A report from the Terrorism Information Awareness program contains a major loophole that allows the government to data mine “everything under the sun” including medical and credit records, says the top Senate Democrat on privacy issues.
The report said the program to track terrorists will use information collected and analyzed that is “legally obtained and usable by the federal government under existing law.”
Sen. Ron Wyden of Oregon said vast amounts of data can be legally obtained, including consumer information purchased from private companies.
“That’s basically everything under the sun, all kinds of stuff can be bought from private firms. All of that can be obtained legally, and that would just be some of it,” Mr. Wyden said.
Congress mandated the report on the program — labeled by some critics as a “supersnoop” — that is under design by the Pentagon to track terrorists. The program became such a magnet of criticism from civil-liberty advocates that when the report came due May 20, the program’s name was changed from Total Information Awareness to Terrorism Information Awareness (TIA).
“I will fight strongly the proposition that TIA will be used to analyze everything collected in a legal fashion. That loophole is so big you could drive five trucks through it,” Mr. Wyden said.
The report was required under legislation authored by Mr. Wyden and also requires congressional approval before the program can use new technology.
In a letter yesterday to Anthony Tether, director of the Defense Advanced Research Projects Agency, Mr. Wyden said the report failed to address numerous privacy and civil-liberty issues, including whether U.S. citizens will be used voluntarily or involuntarily when technologies are tested.

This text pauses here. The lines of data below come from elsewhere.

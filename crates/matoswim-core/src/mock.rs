//! Test doubles for the pipeline's external collaborators.
//!
//! - [`MockFetcher`]: scripted pages, failure injection and simulated latency
//! - [`RecordingNotifier`]: records alerts, optionally refuses them
//! - [`RecordingWakeRegistrar`]: records wake registrations
//!
//! # Example
//!
//! ```
//! use matoswim_core::{Fetcher, MockFetcher};
//!
//! #[tokio::main]
//! async fn main() {
//!     let fetcher = MockFetcher::with_temperature(18.5);
//!     let page = fetcher.fetch().await.unwrap();
//!     assert_eq!(matoswim_core::extract_temperature(&page), Ok(18.5));
//! }
//! ```

use std::collections::VecDeque;
use std::sync::atomic::{AtomicBool, AtomicU32, AtomicU64, Ordering};
use std::sync::{Mutex, MutexGuard, PoisonError};
use std::time::Duration;

use async_trait::async_trait;

use matoswim_types::Alert;

use crate::error::{FetchError, NotificationDeliveryError, WakeError};
use crate::fetch::Fetcher;
use crate::notify::Notifier;
use crate::wake::{WakeRegistrar, WakeRequest};

const MOCK_URL: &str = "mock://praia-de-matosinhos";

fn lock<T>(mutex: &Mutex<T>) -> MutexGuard<'_, T> {
    mutex.lock().unwrap_or_else(PoisonError::into_inner)
}

/// A minimal page carrying `value` the way the live page does.
///
/// The value is written in tenths of a degree, so only non-negative values
/// round-trip through extraction.
pub fn page_with_temperature(value: f64) -> String {
    format!(
        "<ul><li><h2>Temp. do mar</h2><p>{}º</p></li></ul>",
        (value * 10.0).round() as i64
    )
}

/// A [`Fetcher`] that serves scripted pages.
///
/// Queued pages are served first, in order. Once the queue is empty the
/// default page is served on every fetch.
#[derive(Debug, Default)]
pub struct MockFetcher {
    queue: Mutex<VecDeque<String>>,
    default_page: Mutex<Option<String>>,
    failing: AtomicBool,
    latency_ms: AtomicU64,
    fetch_count: AtomicU32,
    in_flight: AtomicU32,
    max_concurrent: AtomicU32,
}

struct InFlight<'a>(&'a AtomicU32);

impl Drop for InFlight<'_> {
    fn drop(&mut self) {
        self.0.fetch_sub(1, Ordering::SeqCst);
    }
}

impl MockFetcher {
    /// Create a fetcher with no pages.
    pub fn new() -> Self {
        Self::default()
    }

    /// Create a fetcher that always serves a page with `value`.
    pub fn with_temperature(value: f64) -> Self {
        let fetcher = Self::new();
        fetcher.set_default_page(page_with_temperature(value));
        fetcher
    }

    /// Queue a page for the next fetch.
    pub fn push_page(&self, page: impl Into<String>) {
        lock(&self.queue).push_back(page.into());
    }

    /// Set the page served once the queue is empty.
    pub fn set_default_page(&self, page: impl Into<String>) {
        *lock(&self.default_page) = Some(page.into());
    }

    /// Make every fetch fail.
    pub fn set_failing(&self, failing: bool) {
        self.failing.store(failing, Ordering::SeqCst);
    }

    /// Delay every fetch by `latency`.
    pub fn set_latency(&self, latency: Duration) {
        self.latency_ms
            .store(latency.as_millis() as u64, Ordering::SeqCst);
    }

    /// Number of fetches started.
    pub fn fetch_count(&self) -> u32 {
        self.fetch_count.load(Ordering::SeqCst)
    }

    /// Highest number of fetches observed in flight at once.
    pub fn max_concurrent(&self) -> u32 {
        self.max_concurrent.load(Ordering::SeqCst)
    }
}

#[async_trait]
impl Fetcher for MockFetcher {
    async fn fetch(&self) -> Result<String, FetchError> {
        self.fetch_count.fetch_add(1, Ordering::SeqCst);
        let now_in_flight = self.in_flight.fetch_add(1, Ordering::SeqCst) + 1;
        let _in_flight = InFlight(&self.in_flight);
        self.max_concurrent.fetch_max(now_in_flight, Ordering::SeqCst);

        let latency = self.latency_ms.load(Ordering::SeqCst);
        if latency > 0 {
            tokio::time::sleep(Duration::from_millis(latency)).await;
        }

        if self.failing.load(Ordering::SeqCst) {
            return Err(FetchError::Unavailable("mock failure".to_string()));
        }

        if let Some(page) = lock(&self.queue).pop_front() {
            return Ok(page);
        }

        lock(&self.default_page)
            .clone()
            .ok_or_else(|| FetchError::Unavailable("no page scripted".to_string()))
    }

    fn url(&self) -> &str {
        MOCK_URL
    }
}

/// A [`Notifier`] that records every alert.
#[derive(Debug, Default)]
pub struct RecordingNotifier {
    alerts: Mutex<Vec<Alert>>,
    failing: AtomicBool,
}

impl RecordingNotifier {
    /// Create a notifier that accepts every alert.
    pub fn new() -> Self {
        Self::default()
    }

    /// Make delivery fail with [`NotificationDeliveryError::PermissionDenied`].
    pub fn set_failing(&self, failing: bool) {
        self.failing.store(failing, Ordering::SeqCst);
    }

    /// Alerts delivered so far.
    pub fn alerts(&self) -> Vec<Alert> {
        lock(&self.alerts).clone()
    }

    /// Number of alerts delivered.
    pub fn count(&self) -> usize {
        lock(&self.alerts).len()
    }
}

#[async_trait]
impl Notifier for RecordingNotifier {
    async fn notify(&self, alert: &Alert) -> Result<(), NotificationDeliveryError> {
        if self.failing.load(Ordering::SeqCst) {
            return Err(NotificationDeliveryError::PermissionDenied);
        }
        lock(&self.alerts).push(alert.clone());
        Ok(())
    }
}

/// A [`WakeRegistrar`] that records requests.
#[derive(Debug, Default)]
pub struct RecordingWakeRegistrar {
    submitted: Mutex<Vec<WakeRequest>>,
    cancelled: Mutex<Vec<String>>,
    reject: bool,
}

impl RecordingWakeRegistrar {
    /// Create a registrar that accepts every request.
    pub fn new() -> Self {
        Self::default()
    }

    /// Create a registrar that rejects every request.
    pub fn rejecting() -> Self {
        Self {
            reject: true,
            ..Self::default()
        }
    }

    /// Requests accepted so far.
    pub fn submitted(&self) -> Vec<WakeRequest> {
        lock(&self.submitted).clone()
    }

    /// Identifiers cancelled so far.
    pub fn cancelled(&self) -> Vec<String> {
        lock(&self.cancelled).clone()
    }
}

impl WakeRegistrar for RecordingWakeRegistrar {
    fn submit(&self, request: WakeRequest) -> Result<(), WakeError> {
        if self.reject {
            return Err(WakeError::Rejected {
                identifier: request.identifier,
                reason: "background refresh disabled".to_string(),
            });
        }
        lock(&self.submitted).push(request);
        Ok(())
    }

    fn cancel(&self, identifier: &str) {
        lock(&self.cancelled).push(identifier.to_string());
    }
}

The program would collect personal information from driver’s licenses, airline tickets, arrest reports, visas and work permits to analyze and predict terrorist attacks.
In one description, the report said “social interaction, financial transactions and telephone calls” will be analyzed. Mr. Wyden wants to know if that includes credit-card and automated teller machine activity, wire transfers, loan applications or credit reports.
“Will this information be obtained from U.S. persons? What privacy protections will be in place for this information?” Mr. Wyden asked in the letter.
The Next Generation Face Recognition program, also part of TIA, will be tested with “experimentation on databases of at least one million individuals” and Mr. Wyden asked if that will also include U.S. citizens and be voluntary.
In spite of the Pentagon’s report, Mr. Wyden said he remains “very deeply concerned that TIA technology will be used to plow through large amounts of private information on individual Americans in search of hypothetical threat situations.”
“Your report states that ‘the TIA program is not attempting to create or access a centralized database that will store information gathered from various publicly or privately held databases.’ Nonetheless, it is clear that the TIA program will access any number of such databases and then sort through the information,” Mr. Wyden said in the letter.
Mr. Wyden said he is also concerned that “data inaccuracies are not truly a concern” within the TIA program.
“I am concerned that a tool providing decision-makers with information obtained without consideration for inaccuracies is begging for bad decisions to be made — decisions that may jeopardize the lives of individual Americans,” he said.